Les attaques israéliennes à Gaza et en Cisjordanie forment-elles une même guerre ?
Shawan Jabarin
Bien sûr, c’est une guerre contre toute la Palestine. C’est une guerre contre notre identité, notre présence et notre futur. Nous avons affaire à un régime colonial, qui cible notre existence même. Il suffit d’écouter ses dirigeants. Ils disent haut et fort qu’il s’agit d’empêcher les Palestiniens de bâtir leur Etat et de les évincer de leur terre. C’est pour cela qu’au sein de l’administration civile (la branche de l’armée qui gère les territoires occupés) un département de l’immigration a été récemment créé. Sa mission consiste à aider les candidats au départ à trouver un pays d’accueil. Israël veut la terre sans les Palestiniens.
Yuli Novak
Je suis d’accord. L’objectif du régime israélien depuis sa fondation est de créer un espace garantissant la supériorité juive. Cet objectif s’est traduit de différentes façons sur le terrain à travers les périodes, mais le but final n’a jamais changé, même durant les années d’Oslo. Ce à quoi nous assistons depuis le 7-Octobre est une escalade, un changement d’échelle, avec un recours à des méthodes terrifiantes que je n’imaginais pas le gouvernement d’Israël capable d’employer.

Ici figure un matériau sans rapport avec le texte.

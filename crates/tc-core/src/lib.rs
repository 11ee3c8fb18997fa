//! Token concurrency analyzer.
//!
//! The library behind the `tc-core` binary:
//! - Exit codes and structured logging
//! - Configuration loading with provenance
//! - Reference source readers (CSV, JSON, JSON Lines)
//! - The analysis runner: worker threads, supersession, result cache
//! - Progress events and output rendering
//!
//! The analyses themselves live in `tc-engine`.

pub mod config;
pub mod events;
pub mod exit_codes;
pub mod ingest;
pub mod logging;
pub mod output;
pub mod runner;
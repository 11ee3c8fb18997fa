//! Raw source records and the schema-variant field candidates used to read them.
//!
//! Source files in the wild name their columns differently (`START DATE` in
//! one export, `START TIMESTAMP` in another). A [`SourceSchema`] lists, per
//! canonical field, the candidate column names in priority order; the
//! normalizer resolves them once per record and later stages only ever see
//! the canonical [`Interval`](crate::Interval).

use schemars::JsonSchema;
use serde::{Deserialize, Serialize};
use std::collections::BTreeMap;

/// One untyped row from a tabular or JSON source.
#[derive(Debug, Clone, Default, PartialEq, Eq, Serialize, Deserialize)]
pub struct RawRecord {
    /// 1-based row number in the source (0 when unknown).
    #[serde(default)]
    pub row: usize,

    /// Column name → cell text.
    pub fields: BTreeMap<String, String>,
}

impl RawRecord {
    pub fn new(row: usize) -> Self {
        RawRecord {
            row,
            fields: BTreeMap::new(),
        }
    }

    /// Builder-style insert, mostly for tests.
    pub fn with(mut self, column: &str, value: &str) -> Self {
        self.fields.insert(column.to_string(), value.to_string());
        self
    }

    /// The trimmed cell for `column`, or `None` when missing or blank.
    pub fn get(&self, column: &str) -> Option<&str> {
        self.fields
            .get(column)
            .map(|v| v.trim())
            .filter(|v| !v.is_empty())
    }

    /// First non-blank cell among `columns`, in order.
    pub fn first_of<'a>(&'a self, columns: &[String]) -> Option<&'a str> {
        columns.iter().find_map(|c| self.get(c))
    }
}

/// How a time column encodes its instant.
#[derive(Debug, Clone, Copy, PartialEq, Eq, Serialize, Deserialize, JsonSchema)]
#[serde(rename_all = "snake_case")]
pub enum TimeEncoding {
    /// A calendar timestamp (RFC 3339 or a common naive layout, read as UTC).
    Absolute,
    /// Seconds since the Unix epoch.
    EpochSeconds,
}

/// A candidate column for a time field.
#[derive(Debug, Clone, PartialEq, Eq, Serialize, Deserialize, JsonSchema)]
pub struct FieldCandidate {
    pub column: String,
    pub encoding: TimeEncoding,
}

impl FieldCandidate {
    pub fn absolute(column: &str) -> Self {
        FieldCandidate {
            column: column.to_string(),
            encoding: TimeEncoding::Absolute,
        }
    }

    pub fn epoch_seconds(column: &str) -> Self {
        FieldCandidate {
            column: column.to_string(),
            encoding: TimeEncoding::EpochSeconds,
        }
    }
}

/// Ordered column candidates for every canonical field.
#[derive(Debug, Clone, PartialEq, Eq, Serialize, Deserialize, JsonSchema)]
pub struct SourceSchema {
    pub user: Vec<String>,
    pub start: Vec<FieldCandidate>,
    pub end: Vec<FieldCandidate>,
    #[serde(default)]
    pub duration: Vec<String>,
    #[serde(default)]
    pub product: Vec<String>,
    #[serde(default)]
    pub server: Vec<String>,

    /// Compose subjects as `user__product__server` (session-accurate).
    #[serde(default = "default_compose")]
    pub compose_session_subject: bool,
}

fn default_compose() -> bool {
    true
}

impl Default for SourceSchema {
    fn default() -> Self {
        SourceSchema {
            user: vec!["USER".to_string()],
            start: vec![
                FieldCandidate::absolute("START DATE"),
                FieldCandidate::epoch_seconds("START TIMESTAMP"),
            ],
            end: vec![
                FieldCandidate::absolute("END DATE"),
                FieldCandidate::epoch_seconds("END TIMESTAMP"),
            ],
            duration: vec!["DURATION".to_string()],
            product: vec!["PRODUCT".to_string()],
            server: vec!["SERVER".to_string()],
            compose_session_subject: true,
        }
    }
}

#[cfg(test)]
mod tests {
    use super::*;

    #[test]
    fn test_get_trims_and_skips_blank() {
        let rec = RawRecord::new(1).with("USER", "  alice ").with("PRODUCT", "   ");
        assert_eq!(rec.get("USER"), Some("alice"));
        assert_eq!(rec.get("PRODUCT"), None);
        assert_eq!(rec.get("SERVER"), None);
    }

    #[test]
    fn test_first_of_respects_order() {
        let rec = RawRecord::new(1).with("B", "second").with("A", "first");
        let cols = vec!["A".to_string(), "B".to_string()];
        assert_eq!(rec.first_of(&cols), Some("first"));
        let cols = vec!["C".to_string(), "B".to_string()];
        assert_eq!(rec.first_of(&cols), Some("second"));
    }

    #[test]
    fn test_default_schema_prefers_dates_over_epochs() {
        let schema = SourceSchema::default();
        assert_eq!(schema.start[0].encoding, TimeEncoding::Absolute);
        assert_eq!(schema.start[1].encoding, TimeEncoding::EpochSeconds);
        assert!(schema.compose_session_subject);
    }

    #[test]
    fn test_schema_deserialize_defaults() {
        let json = r#"{
            "user": ["login"],
            "start": [{"column": "from", "encoding": "epoch_seconds"}],
            "end": [{"column": "to", "encoding": "absolute"}]
        }"#;
        let schema: SourceSchema = serde_json::from_str(json).unwrap();
        assert!(schema.duration.is_empty());
        assert!(schema.compose_session_subject);
    }
}
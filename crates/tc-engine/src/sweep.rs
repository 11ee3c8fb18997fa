//! Event sweep over session intervals.
//!
//! Each interval contributes a `+1` event at its start and a `-1` event at its
//! end. Events are sorted by time; coincident events put starts before ends
//! and then order by subject so the sequence is fully deterministic.
//!
//! Consumers never look at events one at a time. They walk [`Step`]s: all
//! events sharing a timestamp, applied as one atomic update. The net count
//! after a step is the concurrency sampled at that instant and the
//! concurrency that holds until the next step. This makes every analysis
//! independent of the input order and of how ties are interleaved.

use chrono::{DateTime, Utc};
use std::collections::{BTreeMap, BTreeSet};

use crate::cancel::Checkpoint;
use tc_common::{Interval, Result, SubjectId};

/// Direction of a point event.
#[derive(Debug, Clone, Copy, PartialEq, Eq, Hash)]
pub enum Delta {
    Start,
    End,
}

impl Delta {
    /// Signed contribution to the running count.
    pub fn value(self) -> i64 {
        match self {
            Delta::Start => 1,
            Delta::End => -1,
        }
    }

    /// Tie-break rank: starts sort before ends at the same instant.
    fn rank(self) -> u8 {
        match self {
            Delta::Start => 0,
            Delta::End => 1,
        }
    }
}

/// A signed point event borrowed from its interval.
#[derive(Debug, Clone, Copy, PartialEq, Eq)]
pub struct Event<'a> {
    /// Epoch seconds.
    pub time: i64,
    pub delta: Delta,
    pub subject: &'a SubjectId,
}

impl Event<'_> {
    pub fn instant(&self) -> DateTime<Utc> {
        to_instant(self.time)
    }
}

/// The sorted event sequence for one analysis pass.
#[derive(Debug, Clone)]
pub struct EventSweep<'a> {
    events: Vec<Event<'a>>,
}

impl<'a> EventSweep<'a> {
    /// Build the sorted sequence: exactly two events per interval.
    pub fn build(intervals: &'a [Interval]) -> Self {
        let mut events = Vec::with_capacity(intervals.len() * 2);
        for iv in intervals {
            events.push(Event {
                time: iv.start_secs(),
                delta: Delta::Start,
                subject: &iv.subject,
            });
            events.push(Event {
                time: iv.end_secs(),
                delta: Delta::End,
                subject: &iv.subject,
            });
        }
        events.sort_unstable_by(|a, b| {
            a.time
                .cmp(&b.time)
                .then(a.delta.rank().cmp(&b.delta.rank()))
                .then_with(|| a.subject.cmp(b.subject))
        });
        EventSweep { events }
    }

    pub fn events(&self) -> &[Event<'a>] {
        &self.events
    }

    pub fn is_empty(&self) -> bool {
        self.events.is_empty()
    }

    /// Walk the sequence one timestamp group at a time.
    pub fn steps(&self) -> Steps<'_, 'a> {
        Steps {
            events: &self.events,
            pos: 0,
            active: 0,
        }
    }
}

/// All events sharing one timestamp, with the count before and after them.
#[derive(Debug, Clone, Copy)]
pub struct Step<'s, 'a> {
    /// Epoch seconds.
    pub time: i64,
    pub events: &'s [Event<'a>],
    pub active_before: usize,
    pub active: usize,
}

impl<'s, 'a> Step<'s, 'a> {
    pub fn instant(&self) -> DateTime<Utc> {
        to_instant(self.time)
    }

    pub fn starts(&self) -> impl Iterator<Item = &'a SubjectId> + 's {
        let events: &'s [Event<'a>] = self.events;
        events
            .iter()
            .filter(|e| e.delta == Delta::Start)
            .map(|e| e.subject)
    }

    pub fn ends(&self) -> impl Iterator<Item = &'a SubjectId> + 's {
        let events: &'s [Event<'a>] = self.events;
        events
            .iter()
            .filter(|e| e.delta == Delta::End)
            .map(|e| e.subject)
    }
}

/// Iterator over [`Step`]s.
pub struct Steps<'s, 'a> {
    events: &'s [Event<'a>],
    pos: usize,
    active: usize,
}

impl<'s, 'a> Iterator for Steps<'s, 'a> {
    type Item = Step<'s, 'a>;

    fn next(&mut self) -> Option<Self::Item> {
        let first = self.events.get(self.pos)?;
        let time = first.time;
        let len = self.events[self.pos..]
            .iter()
            .take_while(|e| e.time == time)
            .count();
        let group = &self.events[self.pos..self.pos + len];
        self.pos += len;

        let net: i64 = group.iter().map(|e| e.delta.value()).sum();
        let before = self.active;
        // Every end is preceded (or accompanied) by its start, so the count
        // cannot go negative.
        self.active = usize::try_from(before as i64 + net).unwrap_or(0);

        Some(Step {
            time,
            events: group,
            active_before: before,
            active: self.active,
        })
    }
}

/// Multiset of active subjects.
///
/// The same subject may hold overlapping sessions; it stays in the set until
/// its last session ends.
#[derive(Debug, Default, Clone)]
pub struct ActiveSet<'a> {
    counts: BTreeMap<&'a SubjectId, usize>,
}

impl<'a> ActiveSet<'a> {
    /// Apply a step: its starts, then its ends.
    pub fn apply(&mut self, step: &Step<'_, 'a>) {
        for subject in step.starts() {
            *self.counts.entry(subject).or_insert(0) += 1;
        }
        for subject in step.ends() {
            if let Some(n) = self.counts.get_mut(subject) {
                *n -= 1;
                if *n == 0 {
                    self.counts.remove(subject);
                }
            }
        }
    }

    pub fn len(&self) -> usize {
        self.counts.len()
    }

    pub fn is_empty(&self) -> bool {
        self.counts.is_empty()
    }

    /// Owned, ordered copy of the distinct active subjects.
    pub fn snapshot(&self) -> BTreeSet<SubjectId> {
        self.counts.keys().map(|s| (*s).clone()).collect()
    }
}

/// An analysis that consumes one sweep.
///
/// Implementations tick the checkpoint once per step and must produce the
/// same output whether or not the checkpoint ever fires.
pub trait SweepAnalysis {
    type Output;

    fn analyze(&self, sweep: &EventSweep<'_>, checkpoint: &mut Checkpoint<'_>)
        -> Result<Self::Output>;

    /// Build the sweep and run to completion without cancellation.
    fn run(&self, intervals: &[Interval]) -> Result<Self::Output> {
        let sweep = EventSweep::build(intervals);
        self.analyze(&sweep, &mut Checkpoint::unbounded())
    }
}

pub(crate) fn to_instant(secs: i64) -> DateTime<Utc> {
    DateTime::<Utc>::from_timestamp(secs, 0).unwrap_or(DateTime::<Utc>::MIN_UTC)
}

#[cfg(test)]
pub(crate) mod test_support {
    use super::*;

    pub fn at(secs: i64) -> DateTime<Utc> {
        to_instant(secs)
    }

    pub fn iv(subject: &str, start: i64, end: i64) -> Interval {
        Interval::new(SubjectId::from(subject), at(start), at(end)).expect("valid interval")
    }
}

#[cfg(test)]
mod tests {
    use super::test_support::iv;
    use super::*;

    #[test]
    fn test_two_events_per_interval_sorted() {
        let data = vec![iv("b", 5, 15), iv("a", 0, 10)];
        let sweep = EventSweep::build(&data);
        let times: Vec<i64> = sweep.events().iter().map(|e| e.time).collect();
        assert_eq!(times, vec![0, 5, 10, 15]);
    }

    #[test]
    fn test_starts_before_ends_on_tie() {
        let data = vec![iv("a", 0, 10), iv("b", 10, 20)];
        let sweep = EventSweep::build(&data);
        let at_ten: Vec<Delta> = sweep
            .events()
            .iter()
            .filter(|e| e.time == 10)
            .map(|e| e.delta)
            .collect();
        assert_eq!(at_ten, vec![Delta::Start, Delta::End]);
    }

    #[test]
    fn test_steps_group_ties_atomically() {
        let data = vec![iv("a", 0, 10), iv("b", 10, 20)];
        let sweep = EventSweep::build(&data);
        let steps: Vec<(i64, usize, usize)> = sweep
            .steps()
            .map(|s| (s.time, s.active_before, s.active))
            .collect();
        assert_eq!(steps, vec![(0, 0, 1), (10, 1, 1), (20, 1, 0)]);
    }

    #[test]
    fn test_zero_length_interval_nets_out() {
        let data = vec![iv("a", 5, 5)];
        let sweep = EventSweep::build(&data);
        assert_eq!(sweep.events().len(), 2);
        let steps: Vec<Step> = sweep.steps().collect();
        assert_eq!(steps.len(), 1);
        assert_eq!(steps[0].active, 0);
        assert_eq!(steps[0].starts().count(), 1);
        assert_eq!(steps[0].ends().count(), 1);
    }

    #[test]
    fn test_active_set_is_a_multiset() {
        let data = vec![iv("a", 0, 10), iv("a", 5, 15)];
        let sweep = EventSweep::build(&data);
        let mut set = ActiveSet::default();
        let mut sizes = Vec::new();
        for step in sweep.steps() {
            set.apply(&step);
            sizes.push(set.len());
        }
        // "a" stays active until its second session ends at 15.
        assert_eq!(sizes, vec![1, 1, 1, 0]);
    }

    #[test]
    fn test_empty_sweep() {
        let data: Vec<Interval> = Vec::new();
        let sweep = EventSweep::build(&data);
        assert!(sweep.is_empty());
        assert_eq!(sweep.steps().count(), 0);
    }
}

Donc, la seule chose qui mérite d’être discutée aujourd’hui est la manière d’arrêter ce régime criminel. Et c’est là que la communauté internationale a une responsabilité immense. Car sur la question du rapport aux Palestiniens, il n’y a pas d’opposition en Israël. Quand [le président américain Donald] Trump a proposé de vider la bande de Gaza de sa population, tous les partis sionistes ont applaudi.
Le gouvernement français réfléchit à une reconnaissance de l’Etat de Palestine. Qu’en pensez-vous ?
Raji Sourani
Si la France se préoccupe de notre liberté, qu’elle arrête ce génocide, qu’elle mette un terme à l’apartheid. Dix-sept mille enfants ont été tués à Gaza. Comment Macron et tous les autres chefs d’Etat occidentaux peuvent-ils encore dormir ? Comment peut-il affirmer que Nétanyahou est libre de venir à Paris alors qu’il est sous mandat d’arrêt de la Cour pénale internationale ? Comment peut-il interdire les manifestations de solidarité avec la Palestine ? En tant que citoyen du monde, je suis profondément choqué par la position française.
Shawan Jabarin
En octobre 2022, lors d’une précédente visite organisée par la FIDH, j’ai eu l’occasion de parler quelques minutes avec le président Macron. Je lui ai parlé de l’importance des sanctions, de l’urgence de mettre un terme à l’impunité d’Israël. La France pourrait ouvrir des poursuites contre ses ressortissants, de nationalité israélienne, qui sont allés combattre à Gaza. Ou priver les binationaux qui vivent dans les colonies de Cisjordanie du bénéfice des services sociaux français. Mais Macron nous a dit qu’il ne sanctionnerait pas Israël.
Yuli Novak
Quiconque est attaché au principe de dignité humaine doit comprendre que nous sommes dans un combat qui dépasse de loin le cas d’Israël et de la Palestine. Ce qui se joue, avec cette guerre mais aussi l’arrivée de Trump au pouvoir, c’est le visage du monde dans lequel nous vivrons demain. La notion même de droits de l’homme, d’égalité entre les peuples, est menacée. En tant qu’être humain et en tant que juive, c’est quelque chose que je ne peux pas accepter.